In November, 1995, Alliance Communication announced Beast Wars. It is showing in Canada on the YTV network (under the name "Beasties"). In the United States, it was syndicated through Claster TV. Most of the 100 independent TV stations that showed the first season will also be showing the second season.
See also www.beastwars.com and the list of fan sites for Beast Wars.
Maybe I should put in for hazard pay. Sometimes the things I have to watch for this column really scare me. Case in point: Beast Wars. This syndicated cartoon (check TV Guide listings) employs spooky 3-D animation. When the main villain, an awesome T. rex named Megatron, snarls and snaps in close-up, you get the dizzying feeling that you're about to fall right into his choppers. It's like vertigo with bristling fangs. Megatron's primary opponent, a gorilla named Optimus who looks like Mighty Joe Young on anabolic steroids, has a terifying set of incisors himself. I don't thing it's an accident that about three times every episodes, one of the show's creatures comes at you with jaws agape. If in the annals of medicine there's a phobia aobut being swallowed up whole, then Beast Wars could cause an epidemic.

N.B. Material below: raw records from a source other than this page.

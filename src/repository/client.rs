//! HTTP client for Composer repositories
//!
//! Two metadata layouts are supported:
//! - **Direct** (packagist.org): `GET {base}/p/{package}.json`
//! - **Indexed** (Satis and other private repositories): `GET {base}/packages.json`,
//!   then every file listed under `includes` until one contains the package

use std::collections::HashMap;
use std::fmt;
use std::io::Write;
use std::path::PathBuf;

use indexmap::IndexMap;
use serde::de::{self, Deserializer, IgnoredAny, MapAccess, SeqAccess, Visitor};
use serde::Deserialize;
use tracing::{debug, warn};

use crate::config::{DEFAULT_REGISTRY_HOST, USER_AGENT};
use crate::repository::credentials::Credentials;
use crate::repository::error::RegistryError;
use crate::repository::registry::Repository;
use crate::repository::types::{PackageDescriptor, ReleaseMeta};

/// Metadata layout served by a repository
#[derive(Debug, Clone, Copy, PartialEq, Eq)]
pub enum Protocol {
    /// Single file per package, used by the public registry
    Direct,
    /// Root index pointing at secondary files through `includes`
    Indexed,
}

impl Protocol {
    /// Select the protocol from the repository host
    pub fn for_host(host: Option<&str>) -> Self {
        match host {
            Some(DEFAULT_REGISTRY_HOST) => Protocol::Direct,
            _ => Protocol::Indexed,
        }
    }
}

type ReleaseMap = IndexMap<String, ReleaseMeta>;

/// `{"packages": {name: {version: meta}}}`
#[derive(Debug, Deserialize)]
struct PackagesResponse {
    #[serde(default, deserialize_with = "map_or_empty_list")]
    packages: HashMap<String, ReleaseMap>,
}

/// Root `packages.json` of an indexed repository
#[derive(Debug, Deserialize)]
struct RootIndex {
    #[serde(default)]
    includes: IndexMap<String, IgnoredAny>,
}

/// Composer repositories written by PHP serialise an empty map as `[]`
fn map_or_empty_list<'de, D>(deserializer: D) -> Result<HashMap<String, ReleaseMap>, D::Error>
where
    D: Deserializer<'de>,
{
    struct PackagesVisitor;

    impl<'de> Visitor<'de> for PackagesVisitor {
        type Value = HashMap<String, ReleaseMap>;

        fn expecting(&self, formatter: &mut fmt::Formatter) -> fmt::Result {
            formatter.write_str("a map of packages or an empty list")
        }

        fn visit_map<A: MapAccess<'de>>(self, map: A) -> Result<Self::Value, A::Error> {
            Deserialize::deserialize(de::value::MapAccessDeserializer::new(map))
        }

        fn visit_seq<A: SeqAccess<'de>>(self, mut seq: A) -> Result<Self::Value, A::Error> {
            while seq.next_element::<IgnoredAny>()?.is_some() {}
            Ok(HashMap::new())
        }
    }

    deserializer.deserialize_any(PackagesVisitor)
}

/// Repository client over HTTP
pub struct RepositoryClient {
    client: reqwest::Client,
    base_url: String,
    host: Option<String>,
    protocol: Protocol,
    credentials: Option<Credentials>,
}

impl RepositoryClient {
    /// Creates a client for the repository at `base_url`
    pub fn new(base_url: &str, credentials: Option<Credentials>) -> Result<Self, RegistryError> {
        let parsed = url::Url::parse(base_url).map_err(|e| RegistryError::InvalidUrl {
            url: base_url.to_string(),
            reason: e.to_string(),
        })?;
        let host = parsed.host_str().map(str::to_string);
        let protocol = Protocol::for_host(host.as_deref());

        debug!("Using {:?} protocol for {}", protocol, base_url);

        Ok(Self {
            client: reqwest::Client::builder().user_agent(USER_AGENT).build()?,
            base_url: base_url.trim_end_matches('/').to_string(),
            host,
            protocol,
            credentials,
        })
    }

    /// Force a protocol regardless of the repository host
    pub fn with_protocol(mut self, protocol: Protocol) -> Self {
        self.protocol = protocol;
        self
    }

    pub fn protocol(&self) -> Protocol {
        self.protocol
    }

    /// Send an authenticated GET and map error statuses
    async fn get(&self, url: &str) -> Result<reqwest::Response, RegistryError> {
        let mut request = self.client.get(url);
        if let Some(credentials) = self.credentials.as_ref().filter(|c| c.is_complete()) {
            request = request.basic_auth(&credentials.username, Some(&credentials.password));
        }

        let response = request.send().await?;
        let status = response.status();

        if status == reqwest::StatusCode::NOT_FOUND {
            return Err(RegistryError::NotFound(url.to_string()));
        }

        if status == reqwest::StatusCode::UNAUTHORIZED {
            return Err(RegistryError::Unauthorized(url.to_string()));
        }

        if !status.is_success() {
            warn!("Repository returned status {}: {}", status, url);
            return Err(RegistryError::InvalidResponse(format!(
                "Unexpected status {} from {}",
                status, url
            )));
        }

        Ok(response)
    }

    async fn get_packages(&self, url: &str) -> Result<PackagesResponse, RegistryError> {
        let response = self.get(url).await?;
        response.json().await.map_err(|e| {
            warn!("Failed to parse repository response from {}: {}", url, e);
            RegistryError::InvalidResponse(e.to_string())
        })
    }

    async fn resolve_direct(&self, package_name: &str) -> Result<PackageDescriptor, RegistryError> {
        let url = format!("{}/p/{}.json", self.base_url, package_name);
        debug!("Fetching package metadata: {}", url);

        let mut response = self.get_packages(&url).await?;

        response
            .packages
            .remove(package_name)
            .map(|releases| PackageDescriptor::new(package_name, releases))
            .ok_or_else(|| RegistryError::NotFound(package_name.to_string()))
    }

    async fn resolve_indexed(&self, package_name: &str) -> Result<PackageDescriptor, RegistryError> {
        let url = format!("{}/packages.json", self.base_url);
        debug!("Fetching repository index: {}", url);

        let response = self.get(&url).await?;
        let index: RootIndex = response.json().await.map_err(|e| {
            warn!("Failed to parse repository index {}: {}", url, e);
            RegistryError::InvalidResponse(e.to_string())
        })?;

        for include in index.includes.keys() {
            let include_url = format!("{}/{}", self.base_url, include.trim_start_matches('/'));
            debug!("Searching {} for {}", include_url, package_name);

            let mut packages = self.get_packages(&include_url).await?;
            if let Some(releases) = packages.packages.remove(package_name) {
                return Ok(PackageDescriptor::new(package_name, releases));
            }
        }

        Err(RegistryError::NotFound(package_name.to_string()))
    }
}

#[async_trait::async_trait]
impl Repository for RepositoryClient {
    fn host(&self) -> Option<String> {
        self.host.clone()
    }

    fn set_credentials(&mut self, credentials: Option<Credentials>) {
        self.credentials = credentials;
    }

    async fn resolve(&self, package_name: &str) -> Result<PackageDescriptor, RegistryError> {
        match self.protocol {
            Protocol::Direct => self.resolve_direct(package_name).await,
            Protocol::Indexed => self.resolve_indexed(package_name).await,
        }
    }

    async fn download_archive(&self, url: &str) -> Result<PathBuf, RegistryError> {
        debug!("Downloading archive: {}", url);
        let mut response = self.get(url).await?;

        let mut file = tempfile::Builder::new()
            .prefix("updater-")
            .suffix(".zip")
            .tempfile()
            .map_err(|source| RegistryError::Download {
                path: std::env::temp_dir(),
                source,
            })?;

        // The temp file is removed on drop unless it is kept below.
        while let Some(chunk) = response.chunk().await? {
            file.write_all(&chunk)
                .map_err(|source| RegistryError::Download {
                    path: file.path().to_path_buf(),
                    source,
                })?;
        }
        file.flush().map_err(|source| RegistryError::Download {
            path: file.path().to_path_buf(),
            source,
        })?;

        let path = file.into_temp_path().keep().map_err(|e| RegistryError::Download {
            path: std::env::temp_dir(),
            source: e.error,
        })?;

        debug!("Saved archive to {:?}", path);
        Ok(path)
    }
}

Beast Wars is the lead-off hitter for a nitro-driven syndicated
package called the "Power Block". It's followed by VOR-Tech, a
cyberhorror cartoon; ReBoot, another 3-D offering that originally aired
on ABC; and finally, a warrior who needs no introduction: GI Joe
Forget the after-school cookies and milk, Mom; just leave out a bottle of tequila. The Power Block is like heavy-metal music for the skateboard set.
The premise of Beast Wars is a little hazy, partially because of the show's impenetrable argot: "Rhinox, intensify perimeter scan and see if you can get through to Dinobot. I want the Predacons spotted."

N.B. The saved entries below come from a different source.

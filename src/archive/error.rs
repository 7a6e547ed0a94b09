use std::path::PathBuf;

use thiserror::Error;

use crate::archive::manifest::ManifestError;

#[derive(Debug, Error)]
pub enum ArchiveError {
    #[error("Failed to open archive {path:?}: {reason}")]
    Unreadable { path: PathBuf, reason: String },

    #[error("Config file {0} not found in archive")]
    ManifestMissing(String),

    #[error("Invalid updater.json: {0}")]
    ManifestInvalid(#[source] ManifestError),

    #[error("Error extracting archive: {0}")]
    ExtractionFailed(String),

    #[error("Archive {0:?} has been closed")]
    Closed(PathBuf),

    #[error("Failed to delete archive {path:?}: {source}")]
    Delete {
        path: PathBuf,
        #[source]
        source: std::io::Error,
    },
}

As best I can figure out, the cartoon tells the story of two antagonistic bands of space adventurers who have crash-landed on the same primitive planet. It's a rugged, butted terrain that looks like remotest Utah. There are the Predacons, led by the toothy Megatron. He rules over a pterodactyl and an outsize tarantula, wasp, and scorpion. You can tell they're the bad guys because they all have voices as abrasive as sandpaper. Megatron's crown weighs uneasy, however, because all his henchmen are constantly circling hem, looking for a sign of weakness so they can stomp him and assume dominance. What can I say? It's a real Tron-eat-Tron world.

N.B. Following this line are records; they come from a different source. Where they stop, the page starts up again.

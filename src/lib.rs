pub mod archive;
pub mod config;
pub mod logging;
pub mod repository;
pub mod state;
pub mod updater;
pub mod version;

The good guys are the Maximals, a corps lead by the gorilla Optimus and composed of a cheetah, a rhinoceros, a white tiger, a falcon, and, last and least, a rat. Old Rat Trap is an unlikely hero -- with a Bronx accent and a less-than-valiant attitude. Sounding just like George Costanza as a rodent, he provides the Maximals' comic relief.
With a simple command both the Predacons and Maximals can instantly adapt into heavily armored and heavily armed robots. Then, at least for a few minutes, they stop trying to tear each other limb from limb and instead take up a far more civilized pursuit: blasting each other to smithereens.
The constant battles on this eerie, arresting, but ultimately empty show often result in strange, squeamish confrontations. Have you ever seen a giant rat in a pitched battle with a mumongus spider? Believe you me, it's not a pretty sight.